### Brief
Pull each line containing "probed" from the data.

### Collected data
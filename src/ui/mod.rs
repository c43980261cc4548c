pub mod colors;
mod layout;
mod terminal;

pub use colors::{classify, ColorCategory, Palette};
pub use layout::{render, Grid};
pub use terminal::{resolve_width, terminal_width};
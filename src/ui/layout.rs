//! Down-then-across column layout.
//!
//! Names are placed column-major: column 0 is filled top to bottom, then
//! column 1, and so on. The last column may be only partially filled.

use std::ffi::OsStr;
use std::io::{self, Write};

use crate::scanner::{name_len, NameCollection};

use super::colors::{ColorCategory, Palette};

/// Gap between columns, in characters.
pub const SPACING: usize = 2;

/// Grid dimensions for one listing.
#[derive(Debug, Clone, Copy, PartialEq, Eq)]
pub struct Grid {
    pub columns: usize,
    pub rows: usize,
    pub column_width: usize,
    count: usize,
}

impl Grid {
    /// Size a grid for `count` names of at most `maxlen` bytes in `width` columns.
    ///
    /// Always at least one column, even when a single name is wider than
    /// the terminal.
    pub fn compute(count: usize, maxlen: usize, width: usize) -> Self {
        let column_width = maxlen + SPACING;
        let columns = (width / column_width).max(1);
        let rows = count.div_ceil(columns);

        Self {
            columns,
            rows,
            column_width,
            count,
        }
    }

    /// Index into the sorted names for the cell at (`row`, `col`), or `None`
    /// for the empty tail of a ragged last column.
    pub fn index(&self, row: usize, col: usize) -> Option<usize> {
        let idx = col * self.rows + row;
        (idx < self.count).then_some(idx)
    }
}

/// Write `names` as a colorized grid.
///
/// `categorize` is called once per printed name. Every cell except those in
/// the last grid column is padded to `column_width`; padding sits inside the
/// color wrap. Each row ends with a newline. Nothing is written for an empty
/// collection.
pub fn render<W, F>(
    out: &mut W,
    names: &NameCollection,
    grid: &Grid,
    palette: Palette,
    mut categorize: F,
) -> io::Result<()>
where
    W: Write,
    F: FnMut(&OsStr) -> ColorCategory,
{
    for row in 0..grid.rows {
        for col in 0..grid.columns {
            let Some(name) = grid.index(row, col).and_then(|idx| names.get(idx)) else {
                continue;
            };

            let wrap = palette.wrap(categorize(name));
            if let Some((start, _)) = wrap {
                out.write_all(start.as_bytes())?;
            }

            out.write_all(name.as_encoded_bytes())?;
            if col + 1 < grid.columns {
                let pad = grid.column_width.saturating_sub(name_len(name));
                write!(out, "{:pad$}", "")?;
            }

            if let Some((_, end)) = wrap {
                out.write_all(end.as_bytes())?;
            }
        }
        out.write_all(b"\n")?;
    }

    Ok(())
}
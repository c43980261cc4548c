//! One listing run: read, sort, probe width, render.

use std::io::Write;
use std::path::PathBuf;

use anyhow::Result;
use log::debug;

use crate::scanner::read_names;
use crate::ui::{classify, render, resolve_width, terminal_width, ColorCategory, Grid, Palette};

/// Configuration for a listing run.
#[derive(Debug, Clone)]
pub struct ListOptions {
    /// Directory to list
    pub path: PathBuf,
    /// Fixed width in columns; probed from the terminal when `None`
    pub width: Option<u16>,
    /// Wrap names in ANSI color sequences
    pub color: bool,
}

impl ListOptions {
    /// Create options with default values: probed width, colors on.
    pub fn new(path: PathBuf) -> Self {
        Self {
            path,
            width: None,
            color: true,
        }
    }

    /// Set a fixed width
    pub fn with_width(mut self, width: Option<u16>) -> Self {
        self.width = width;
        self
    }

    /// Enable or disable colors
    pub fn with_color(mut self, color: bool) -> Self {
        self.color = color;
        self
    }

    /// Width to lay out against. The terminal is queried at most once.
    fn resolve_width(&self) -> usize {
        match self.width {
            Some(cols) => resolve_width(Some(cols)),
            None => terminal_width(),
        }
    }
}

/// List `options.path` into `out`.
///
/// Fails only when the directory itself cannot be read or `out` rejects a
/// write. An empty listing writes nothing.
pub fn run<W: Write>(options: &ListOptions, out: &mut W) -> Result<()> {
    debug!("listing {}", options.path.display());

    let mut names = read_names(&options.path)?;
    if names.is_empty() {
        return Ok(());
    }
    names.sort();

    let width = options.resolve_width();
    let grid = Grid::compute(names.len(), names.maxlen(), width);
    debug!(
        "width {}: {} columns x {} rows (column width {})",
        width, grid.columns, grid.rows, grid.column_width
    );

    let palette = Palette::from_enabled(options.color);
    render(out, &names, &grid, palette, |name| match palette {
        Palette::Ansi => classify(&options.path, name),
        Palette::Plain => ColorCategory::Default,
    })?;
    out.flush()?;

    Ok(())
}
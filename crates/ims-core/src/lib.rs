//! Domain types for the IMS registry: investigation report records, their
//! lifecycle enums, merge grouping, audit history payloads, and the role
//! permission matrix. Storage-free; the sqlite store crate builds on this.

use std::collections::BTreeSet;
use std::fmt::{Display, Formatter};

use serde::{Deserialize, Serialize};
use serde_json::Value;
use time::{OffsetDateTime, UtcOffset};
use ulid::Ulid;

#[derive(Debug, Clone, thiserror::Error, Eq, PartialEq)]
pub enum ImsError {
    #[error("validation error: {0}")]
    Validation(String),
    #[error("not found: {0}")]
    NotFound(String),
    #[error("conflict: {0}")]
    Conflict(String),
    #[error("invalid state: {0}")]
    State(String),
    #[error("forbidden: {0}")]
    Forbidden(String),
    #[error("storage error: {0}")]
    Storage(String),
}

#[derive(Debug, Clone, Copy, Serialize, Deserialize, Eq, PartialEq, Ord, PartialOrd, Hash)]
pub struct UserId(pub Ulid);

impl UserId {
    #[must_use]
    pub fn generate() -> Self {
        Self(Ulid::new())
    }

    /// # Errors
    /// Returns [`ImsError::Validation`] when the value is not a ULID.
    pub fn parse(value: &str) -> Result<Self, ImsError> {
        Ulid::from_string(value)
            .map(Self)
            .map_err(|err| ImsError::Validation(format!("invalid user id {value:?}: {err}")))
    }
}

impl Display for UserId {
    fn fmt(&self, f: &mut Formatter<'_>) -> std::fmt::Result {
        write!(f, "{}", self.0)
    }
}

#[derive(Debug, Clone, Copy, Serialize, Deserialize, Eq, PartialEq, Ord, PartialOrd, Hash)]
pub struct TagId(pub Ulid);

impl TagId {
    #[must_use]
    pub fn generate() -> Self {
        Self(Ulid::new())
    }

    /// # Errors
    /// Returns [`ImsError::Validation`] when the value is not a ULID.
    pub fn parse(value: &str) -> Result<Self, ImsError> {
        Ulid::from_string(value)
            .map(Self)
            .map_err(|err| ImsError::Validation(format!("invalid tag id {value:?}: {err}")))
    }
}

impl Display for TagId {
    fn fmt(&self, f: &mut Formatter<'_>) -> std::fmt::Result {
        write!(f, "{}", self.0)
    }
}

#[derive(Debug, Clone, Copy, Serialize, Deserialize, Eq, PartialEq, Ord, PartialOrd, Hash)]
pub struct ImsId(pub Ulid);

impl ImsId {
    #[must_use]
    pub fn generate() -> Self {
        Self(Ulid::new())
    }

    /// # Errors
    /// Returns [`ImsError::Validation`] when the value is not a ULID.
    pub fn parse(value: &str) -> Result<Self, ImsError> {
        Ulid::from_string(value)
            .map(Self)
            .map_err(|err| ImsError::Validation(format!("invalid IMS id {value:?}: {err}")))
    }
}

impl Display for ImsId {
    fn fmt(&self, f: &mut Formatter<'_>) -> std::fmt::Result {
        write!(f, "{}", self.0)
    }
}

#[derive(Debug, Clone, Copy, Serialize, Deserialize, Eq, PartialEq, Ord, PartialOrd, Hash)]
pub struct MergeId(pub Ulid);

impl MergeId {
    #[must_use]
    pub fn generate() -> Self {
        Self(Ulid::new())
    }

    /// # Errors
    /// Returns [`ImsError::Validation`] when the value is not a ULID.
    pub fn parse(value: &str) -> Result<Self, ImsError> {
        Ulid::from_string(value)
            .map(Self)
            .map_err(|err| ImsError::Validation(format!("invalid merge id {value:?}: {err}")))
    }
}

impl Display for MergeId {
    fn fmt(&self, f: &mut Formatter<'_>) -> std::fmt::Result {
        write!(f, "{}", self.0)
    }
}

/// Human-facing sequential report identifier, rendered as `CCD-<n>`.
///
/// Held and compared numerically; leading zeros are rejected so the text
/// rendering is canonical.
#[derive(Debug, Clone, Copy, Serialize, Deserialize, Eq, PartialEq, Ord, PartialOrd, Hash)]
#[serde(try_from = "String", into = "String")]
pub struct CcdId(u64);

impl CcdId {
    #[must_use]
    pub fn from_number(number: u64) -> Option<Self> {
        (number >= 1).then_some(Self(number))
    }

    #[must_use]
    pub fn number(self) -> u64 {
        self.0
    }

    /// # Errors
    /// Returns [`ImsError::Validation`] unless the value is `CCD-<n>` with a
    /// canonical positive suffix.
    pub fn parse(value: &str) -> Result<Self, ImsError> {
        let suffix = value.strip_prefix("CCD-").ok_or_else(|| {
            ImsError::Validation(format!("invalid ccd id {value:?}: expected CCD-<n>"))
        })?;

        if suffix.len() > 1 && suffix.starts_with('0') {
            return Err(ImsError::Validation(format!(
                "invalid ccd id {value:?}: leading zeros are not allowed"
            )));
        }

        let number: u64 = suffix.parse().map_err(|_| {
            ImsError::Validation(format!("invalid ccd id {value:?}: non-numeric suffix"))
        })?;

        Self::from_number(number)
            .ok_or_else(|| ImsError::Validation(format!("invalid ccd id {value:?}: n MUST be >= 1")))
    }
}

### Solution
    /// Fixed width in columns; probed from the terminal when `None`
    /// Create options with default values: probed width, colors on.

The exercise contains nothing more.